Sunday, October 28, 2012

Stay Happy

          So, as I was sitting around babysitting and procrastinating from all the studying that I should have been doing, I stumbled upon this video called "Stay Happy"

"Expectation is the root of all heartache"

          I couldn't help but watch this video multiple times in a row because it just spoke to me and really made me think. "Stay Happy," that is the message. We only have one life to live, or as the common saying says, YOLO ("you only live once.") So, why aren't we all living it to the fullest? When the time comes that my life is nearing an end, I don't want to look back on my life and have nothing to show for it. I want to look back on a life where I breathed in every moment like it was my last, a life with no regrets, a life full of laughter and emotion, a life well lived. I think that it is so common to take everything in life for granted, but more commonly we take life itself for granted. We have been given the chance to live and some people never get that opportunity. There are people whose lives are cut short by cancer, tragic accidents, and sickness, who would give anything to have just one more day to live. Yet, here we are, often wishing the day would be over or wishing that we were older. We are so blessed, each and everyone of us, but we often forget this because we are taking things for granted. Why do we do this? Why do we so commonly take life for granted? How can we learn the value of life? Will we ever learn the value of life?

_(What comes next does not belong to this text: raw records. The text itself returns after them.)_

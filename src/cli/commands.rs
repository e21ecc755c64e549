//! CLI Command Implementations
//!
//! Implements the actual logic for each CLI command.

use std::f32::consts::TAU;
use std::path::Path;
use std::sync::Arc;

use anyhow::{bail, Context};
use log::{info, warn};
use serde_json::Value;

use super::StripTarget;
use crate::config::EngineConfig;
use crate::params::ParamBag;
use crate::registry::{EffectRegistry, ParamKind};
use crate::services::{ActionLog, Detached, Services};
use crate::strip::{Session, StripId};

/// How far past the last track `add-effect --track` may reach
const MAX_NEW_TRACKS: u32 = 16;

/// Build a session that records undoable actions into `log`
fn new_session(config: &EngineConfig, log: &Arc<ActionLog>) -> Session {
    Session::with_builtins(
        config.clone(),
        Services::new(log.clone(), Arc::new(Detached)),
    )
}

/// Load a project into a fresh session, reporting skipped effects
fn open_session(path: &Path, config: &EngineConfig, log: &Arc<ActionLog>) -> anyhow::Result<Session> {
    let mut session = new_session(config, log);
    let skipped = session
        .open(path)
        .with_context(|| format!("failed to open project {}", path.display()))?;
    for effect_type in skipped {
        warn!("skipped unknown or invalid effect '{}'", effect_type);
    }
    Ok(session)
}

/// Parse `path=value`; the value is read as JSON, falling back to a string
pub fn parse_param(arg: &str) -> anyhow::Result<(String, Value)> {
    let Some((path, raw)) = arg.split_once('=') else {
        bail!("expected path=value, got '{}'", arg);
    };
    let path = path.trim();
    if path.is_empty() {
        bail!("empty parameter path in '{}'", arg);
    }
    let value = serde_json::from_str(raw.trim()).unwrap_or_else(|_| Value::String(raw.to_string()));
    Ok((path.to_string(), value))
}

/// List every registered effect type.
pub fn list_effects(config: &EngineConfig) -> anyhow::Result<()> {
    let registry = EffectRegistry::with_builtins(config.sample_rate);

    for effect_type in registry.list_types() {
        let schema = registry.get_schema(effect_type)?;
        println!("{} ({})", schema.effect_type, schema.display_name);
        for spec in &schema.params {
            let range = match spec.kind {
                ParamKind::Continuous { min, max, .. } => format!(
                    "{} .. {}",
                    spec.format_value(&min.into()),
                    spec.format_value(&max.into())
                ),
                ParamKind::Enumerated { options, .. } => options.join(" | "),
            };
            println!(
                "  {:<20} {:<12} default {:<10} [{}]",
                spec.key,
                spec.label,
                spec.format_value(&spec.default_value()),
                range
            );
        }
    }
    Ok(())
}

/// Print each strip's chain and live topology.
pub fn inspect(path: &Path, config: &EngineConfig) -> anyhow::Result<()> {
    info!("Inspecting project: {}", path.display());

    let log = Arc::new(ActionLog::default());
    let session = open_session(path, config, &log)?;

    let strips = session.tracks().iter().chain(session.master());
    for strip in strips {
        println!(
            "{}: gain {:.2}, {}{}, -> {:?}",
            strip.id(),
            strip.gain(),
            if strip.mute_solo().muted { "muted" } else { "unmuted" },
            if strip.mute_solo().soloed { ", soloed" } else { "" },
            strip.downstream()
        );

        let chain = strip.chain();
        if chain.is_empty() {
            println!("  (empty chain)");
        }
        for descriptor in chain.serialize() {
            println!(
                "  {} [{}] {}",
                descriptor.id,
                descriptor.effect_type,
                descriptor.params.clone().into_value()
            );
        }

        match chain.topology() {
            Some(path) => {
                let kinds: Vec<String> = path
                    .iter()
                    .map(|&node| session.graph().node_kind(node).unwrap_or_default())
                    .collect();
                println!("  topology: {}", kinds.join(" -> "));
            }
            None => warn!("{}: chain wiring is not a simple path", strip.id()),
        }
    }
    Ok(())
}

/// Add an effect to one strip and save the project.
pub fn add_effect(
    path: &Path,
    config: &EngineConfig,
    target: StripTarget,
    effect_type: &str,
    param_args: &[String],
) -> anyhow::Result<()> {
    info!("Adding {} to project: {}", effect_type, path.display());

    let log = Arc::new(ActionLog::default());
    let mut session = if path.exists() {
        open_session(path, config, &log)?
    } else {
        info!("Creating new project at: {}", path.display());
        new_session(config, &log)
    };

    let strip_id = match target.track {
        Some(n) => {
            let limit = session.tracks().len() as u32 + MAX_NEW_TRACKS;
            if n >= limit {
                bail!(
                    "track {} is out of reach: the project has {} tracks (at most {} can be added)",
                    n,
                    session.tracks().len(),
                    MAX_NEW_TRACKS
                );
            }
            while session.track(StripId::Track(n)).is_none() {
                session.add_track();
            }
            StripId::Track(n)
        }
        None => session.create_master_bus(),
    };

    let mut params = ParamBag::new();
    for arg in param_args {
        let (key, value) = parse_param(arg)?;
        params.set(&key, value);
    }
    session
        .registry()
        .validate_params(effect_type, &params)
        .with_context(|| format!("invalid parameters for '{}'", effect_type))?;

    let strip = session.strip_mut(strip_id)?;
    let id = strip
        .chain_mut()
        .add_effect(effect_type, (!params.is_empty()).then_some(params))
        .with_context(|| format!("failed to add '{}' to {}", effect_type, strip_id))?;

    session.save(path)?;

    println!("Added {} to {}", id, strip_id);
    for label in log.labels() {
        println!("  action: {}", label);
    }
    Ok(())
}

/// Render a test tone through every track into a mono WAV file.
pub fn render(path: &Path, config: &EngineConfig, seconds: f32, output: &Path) -> anyhow::Result<()> {
    info!("Rendering {} for {}s", path.display(), seconds);

    if !(seconds > 0.0) {
        bail!("render length must be positive, got {}", seconds);
    }

    let log = Arc::new(ActionLog::default());
    let session = open_session(path, config, &log)?;
    if session.tracks().is_empty() {
        warn!("project has no tracks; rendering silence");
    }

    let sample_rate = config.sample_rate;
    let spec = hound::WavSpec {
        channels: 1,
        sample_rate,
        bits_per_sample: 32,
        sample_format: hound::SampleFormat::Float,
    };
    let mut writer = hound::WavWriter::create(output, spec)
        .with_context(|| format!("failed to create {}", output.display()))?;

    let total = (seconds * sample_rate as f32) as usize;
    let mut written = 0;
    while written < total {
        let offset = written;
        let block = session.render_block(|id, block| tone(id, offset, sample_rate, block));
        for &sample in block.iter().take(total - written) {
            writer.write_sample(sample)?;
        }
        written += block.len();
    }
    writer.finalize()?;

    println!("Rendered {} samples to {}", total, output.display());
    for (id, level) in session.meter_levels() {
        println!("  {:<10} {:>5.1}%", id.to_string(), level * 100.0);
    }
    Ok(())
}

/// Sine test tone: track n plays 220 Hz * (n + 1) at -12 dBFS
fn tone(id: StripId, offset: usize, sample_rate: u32, block: &mut [f32]) {
    let frequency = match id {
        StripId::Track(n) => 220.0 * (n + 1) as f32,
        StripId::Master => return,
    };
    for (i, sample) in block.iter_mut().enumerate() {
        let t = (offset + i) as f32 / sample_rate as f32;
        *sample = 0.25 * (TAU * frequency * t).sin();
    }
}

          1 in 10 Americans suffer from depression (I'm currently taking Psych/ Mental Health Nursing). That's a lot of people suffering from depression, and depression isn't a fun thing. Trust me, I know this. It's an illness that people deal with their whole lives. It's not something that they can just wake up one day and decide they are done dealing with it, although I am sure many people with depression would give anything for that to be the case, but sadly it isn't. It can get better though. It is a slow and progressive process to get better. Since it is impossible for people with depression to decide that they don't want to be depressed anymore, I think that the best thing to do is to try everyday to just be happy. Just because today was a terrible day, doesn't mean tomorrow isn't going to be the best day of your life. Yes, they may still have depression, but if everyday they try to be happy, the depression won't be such a prominent part of their daily life. It won't own them. That's what I'm doing, and so far it is working.

          "Staying Happy" isn't easy. As much as I wish that is was easy to "stay happy," there is a part of me that is glad that it isn't extremely easy. Honestly, sometimes is it just hard to be happy. I know this from personal experience. But like I said, there is a part of me that is glad that there are struggles that we encounter when trying to be happy. I know that may sound like an odd thing to say, but I do have reason behind my thinking. I truly believe that struggles make us stronger and when we reach a goal after having overcome struggles, there is such a sense of accomplishment and appreciation for what it is we accomplished. So, that's why I think that it is ok for it to be hard for a person to be happy, because if it isn't an easy journey than the end result, Being Happy, is so much more appreciated.

          When my time is up, hopefully a very long time from now, I want to look back on my life and smile. I want to know that I did everything in my power to live the fullest life possible. I don't want to live a life full of regrets and "what ifs". I want to be happy with the life I lived. I want to know that I laughed a lot and cried. I want to be the person who always had a smile on my face. I want to be the person who never let what someone else said, or the way they treated me to dictate the way I live my life or feel about myself. I want to be a person who takes chances, even when it is scary. I want to be a person who forgives people when they don't treat me right, before they even have to ask for an apology. I don't want to feel small, I want to feel important, like I meant something to at least one person. I want to feel like I was special, even if I was special to only one person.

          Life is short, we can't change that, no matter how hard we try. So, why complicate it? If you miss someone, call them. If you feel like crying, cry, just let it out. If you want something, do something about it. If you hurt someone, tell them you are sorry. If you need help, don't hesitate to ask. If someone is mean to you, forgive them even if the don't ask. If you are mean to someone and never had the time to apologize, apologize. If you miss someone, tell them, do something about it. If you made a mistake, own up to it. If you love someone, tell them. Laugh a lot. Dance like no one is watching. Don't let fear hold you back from being who you want to be or being with who you are meant to be with. Be who you want to be. Never forget you dreams. Be yourself, because no one else can. We never know what is going to happen, so, live each moment like it is your last. Don't live with regrets. Always stay happy.